[Opening Dataset excerpts section]
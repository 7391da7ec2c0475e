//! Marker-annotated markup → template tree.
//!
//! A small, lenient HTML tokenizer feeding a stack-based tree builder:
//!
//! - void elements and `/>` close immediately
//! - `script`/`style` content is kept verbatim, `textarea`/`title` content is
//!   entity-decoded but never parsed as markup
//! - end tags pop back to the nearest matching open element; stray end tags
//!   are ignored, and anything still open at the end is closed
//! - doctypes and processing instructions are skipped
//!
//! Attributes keep their source order. Memory extraction depends on it.

use std::borrow::Cow;

use crate::attr::AttrsExt;
use crate::compiler::{closes_raw_text, RAW_TEXT_ELEMENTS};
use crate::node::{Children, Element, Fragment, Node, Text};

/// HTML void elements that cannot have children.
const VOID_ELEMENTS: &[&str] = &[
    "area", "base", "br", "col", "embed", "hr", "img", "input", "link", "meta", "param", "source",
    "track", "wbr",
];

pub(crate) fn is_void_element(name: &str) -> bool {
    VOID_ELEMENTS.contains(&name)
}

/// Parse markup into a template fragment.
pub fn parse(markup: &str) -> Fragment {
    let mut builder = TreeBuilder::default();
    let mut pos = 0;

    while pos < markup.len() {
        let rest = &markup[pos..];

        pos += if let Some(body) = rest.strip_prefix("<!--") {
            match body.find("-->") {
                Some(end) => {
                    builder.push(Node::Comment(body[..end].into()));
                    4 + end + 3
                }
                None => {
                    builder.push(Node::Comment(body.into()));
                    rest.len()
                }
            }
        } else if let Some(body) = rest.strip_prefix("</") {
            let close = body.find('>');
            builder.close(body[..close.unwrap_or(body.len())].trim());
            close.map_or(rest.len(), |i| 2 + i + 1)
        } else if rest.starts_with("<!") || rest.starts_with("<?") {
            rest.find('>').map_or(rest.len(), |i| i + 1)
        } else if rest.starts_with('<') && rest[1..].starts_with(|c: char| c.is_ascii_alphabetic()) {
            let (elem, self_closing, consumed) = parse_start_tag(rest);
            if self_closing || is_void_element(&elem.tag) {
                builder.push(elem.into());
                consumed
            } else if RAW_TEXT_ELEMENTS.contains(&elem.tag.as_str()) {
                consumed + builder.raw_text(elem, &rest[consumed..])
            } else {
                builder.open(elem);
                consumed
            }
        } else {
            let end = rest
                .char_indices()
                .skip(1)
                .find(|&(_, c)| c == '<')
                .map_or(rest.len(), |(i, _)| i);
            builder.push_text(&decode_entities(&rest[..end]));
            end
        };
    }

    builder.finish()
}

// =============================================================================
// Tree builder
// =============================================================================

#[derive(Default)]
struct TreeBuilder {
    stack: Vec<Element>,
    roots: Children,
}

impl TreeBuilder {
    fn children(&mut self) -> &mut Children {
        match self.stack.last_mut() {
            Some(parent) => &mut parent.children,
            None => &mut self.roots,
        }
    }

    fn push(&mut self, node: Node) {
        self.children().push(node);
    }

    /// Append text, merging with a directly preceding text node.
    fn push_text(&mut self, text: &str) {
        if text.is_empty() {
            return;
        }
        let children = self.children();
        if let Some(Node::Text(existing)) = children.last_mut() {
            existing.content.push_str(text);
        } else {
            children.push(Node::Text(Text::new(text)));
        }
    }

    fn open(&mut self, elem: Element) {
        self.stack.push(elem);
    }

    fn close(&mut self, name: &str) {
        let Some(idx) = self.stack.iter().rposition(|e| e.tag.eq_ignore_ascii_case(name)) else {
            tracing::trace!(tag = name, "ignoring stray end tag");
            return;
        };
        while self.stack.len() > idx {
            if let Some(elem) = self.stack.pop() {
                self.push(elem.into());
            }
        }
    }

    /// Attach a raw-text element; returns bytes consumed after its start tag.
    fn raw_text(&mut self, mut elem: Element, after: &str) -> usize {
        let end = after
            .match_indices('<')
            .map(|(i, _)| i)
            .find(|&i| closes_raw_text(&after[i + 1..], &elem.tag));

        let (content, consumed) = match end {
            Some(i) => (&after[..i], after[i..].find('>').map_or(after.len(), |g| i + g + 1)),
            None => (after, after.len()),
        };

        if !content.is_empty() {
            let content = match elem.tag.as_str() {
                "textarea" | "title" => decode_entities(content),
                _ => Cow::Borrowed(content),
            };
            elem.children.push(Node::Text(Text::new(&*content)));
        }

        self.push(elem.into());
        consumed
    }

    fn finish(mut self) -> Fragment {
        while let Some(elem) = self.stack.pop() {
            self.push(elem.into());
        }
        Fragment { children: self.roots }
    }
}

// =============================================================================
// Tokenizer pieces
// =============================================================================

/// Parse `<tag attr=...>`; returns the element, whether it was self-closed,
/// and the bytes consumed.
fn parse_start_tag(rest: &str) -> (Element, bool, usize) {
    let bytes = rest.as_bytes();
    let name_end = find_from(rest, 1, |c| c.is_whitespace() || c == '/' || c == '>');
    let mut elem = Element::new(rest[1..name_end].to_ascii_lowercase());
    let mut i = name_end;
    let mut self_closing = false;

    loop {
        while i < bytes.len() && bytes[i].is_ascii_whitespace() {
            i += 1;
        }
        match bytes.get(i) {
            None => break,
            Some(b'>') => {
                i += 1;
                break;
            }
            Some(b'/') => {
                i += 1;
                if bytes.get(i) == Some(&b'>') {
                    self_closing = true;
                    i += 1;
                    break;
                }
                continue;
            }
            Some(_) => {}
        }

        let mut name_end = find_from(rest, i, |c| c.is_whitespace() || matches!(c, '=' | '>' | '/'));
        if name_end == i {
            name_end += rest[i..].chars().next().map_or(1, char::len_utf8);
        }
        let name = rest[i..name_end].to_ascii_lowercase();
        i = name_end;

        let mut j = i;
        while j < bytes.len() && bytes[j].is_ascii_whitespace() {
            j += 1;
        }

        let value = if bytes.get(j) == Some(&b'=') {
            j += 1;
            while j < bytes.len() && bytes[j].is_ascii_whitespace() {
                j += 1;
            }
            match bytes.get(j) {
                Some(&q @ (b'"' | b'\'')) => {
                    let start = j + 1;
                    let end = find_from(rest, start, |c| c == q as char);
                    i = (end + 1).min(rest.len());
                    &rest[start..end]
                }
                _ => {
                    let end = find_from(rest, j, |c| c.is_whitespace() || c == '>');
                    i = end;
                    &rest[j..end]
                }
            }
        } else {
            ""
        };

        // First occurrence wins, as in browsers
        if !elem.attrs.has_attr(&name) {
            elem.attrs.push((name.into(), decode_entities(value).into()));
        }
    }

    (elem, self_closing, i)
}

/// Byte index of the first char at or after `from` matching `pred`, or the
/// end of `s`.
fn find_from(s: &str, from: usize, pred: impl Fn(char) -> bool) -> usize {
    s[from..].find(pred).map_or(s.len(), |i| i + from)
}

/// Decode the common named and all numeric character references.
pub(crate) fn decode_entities(s: &str) -> Cow<'_, str> {
    if !s.contains('&') {
        return Cow::Borrowed(s);
    }

    let mut out = String::with_capacity(s.len());
    let mut rest = s;
    while let Some(amp) = rest.find('&') {
        out.push_str(&rest[..amp]);
        let after = &rest[amp + 1..];
        let decoded = after
            .find(';')
            .filter(|&semi| semi <= 10)
            .and_then(|semi| decode_entity(&after[..semi]).map(|c| (c, semi)));
        match decoded {
            Some((c, semi)) => {
                out.push(c);
                rest = &after[semi + 1..];
            }
            None => {
                out.push('&');
                rest = after;
            }
        }
    }
    out.push_str(rest);
    Cow::Owned(out)
}

fn decode_entity(name: &str) -> Option<char> {
    match name {
        "amp" => Some('&'),
        "lt" => Some('<'),
        "gt" => Some('>'),
        "quot" => Some('"'),
        "apos" => Some('\''),
        "nbsp" => Some('\u{a0}'),
        _ => {
            let num = name.strip_prefix('#')?;
            let code = match num.strip_prefix(['x', 'X']) {
                Some(hex) => u32::from_str_radix(hex, 16).ok()?,
                None => num.parse().ok()?,
            };
            char::from_u32(code)
        }
    }
}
[Closing Dataset excerpts section]
Exercise brief
Write out exactly, please, the lines beginning at the start of the material and ending with the line that holds "close.map_or(rest.len(), |i| 2", both included.

Output
repository 7391da7ec2c0475e
//! Marker-annotated markup → template tree.
//!
//! A small, lenient HTML tokenizer feeding a stack-based tree builder:
//!
//! - void elements and `/>` close immediately
//! - `script`/`style` content is kept verbatim, `textarea`/`title` content is
//!   entity-decoded but never parsed as markup
//! - end tags pop back to the nearest matching open element; stray end tags
//!   are ignored, and anything still open at the end is closed
//! - doctypes and processing instructions are skipped
//!
//! Attributes keep their source order. Memory extraction depends on it.

use std::borrow::Cow;

use crate::attr::AttrsExt;
use crate::compiler::{closes_raw_text, RAW_TEXT_ELEMENTS};
use crate::node::{Children, Element, Fragment, Node, Text};

/// HTML void elements that cannot have children.
const VOID_ELEMENTS: &[&str] = &[
    "area", "base", "br", "col", "embed", "hr", "img", "input", "link", "meta", "param", "source",
    "track", "wbr",
];

pub(crate) fn is_void_element(name: &str) -> bool {
    VOID_ELEMENTS.contains(&name)
}

/// Parse markup into a template fragment.
pub fn parse(markup: &str) -> Fragment {
    let mut builder = TreeBuilder::default();
    let mut pos = 0;

    while pos < markup.len() {
        let rest = &markup[pos..];

        pos += if let Some(body) = rest.strip_prefix("<!--") {
            match body.find("-->") {
                Some(end) => {
                    builder.push(Node::Comment(body[..end].into()));
                    4 + end + 3
                }
                None => {
                    builder.push(Node::Comment(body.into()));
                    rest.len()
                }
            }
        } else if let Some(body) = rest.strip_prefix("</") {
            let close = body.find('>');
            builder.close(body[..close.unwrap_or(body.len())].trim());
            close.map_or(rest.len(), |i| 2 + i + 1)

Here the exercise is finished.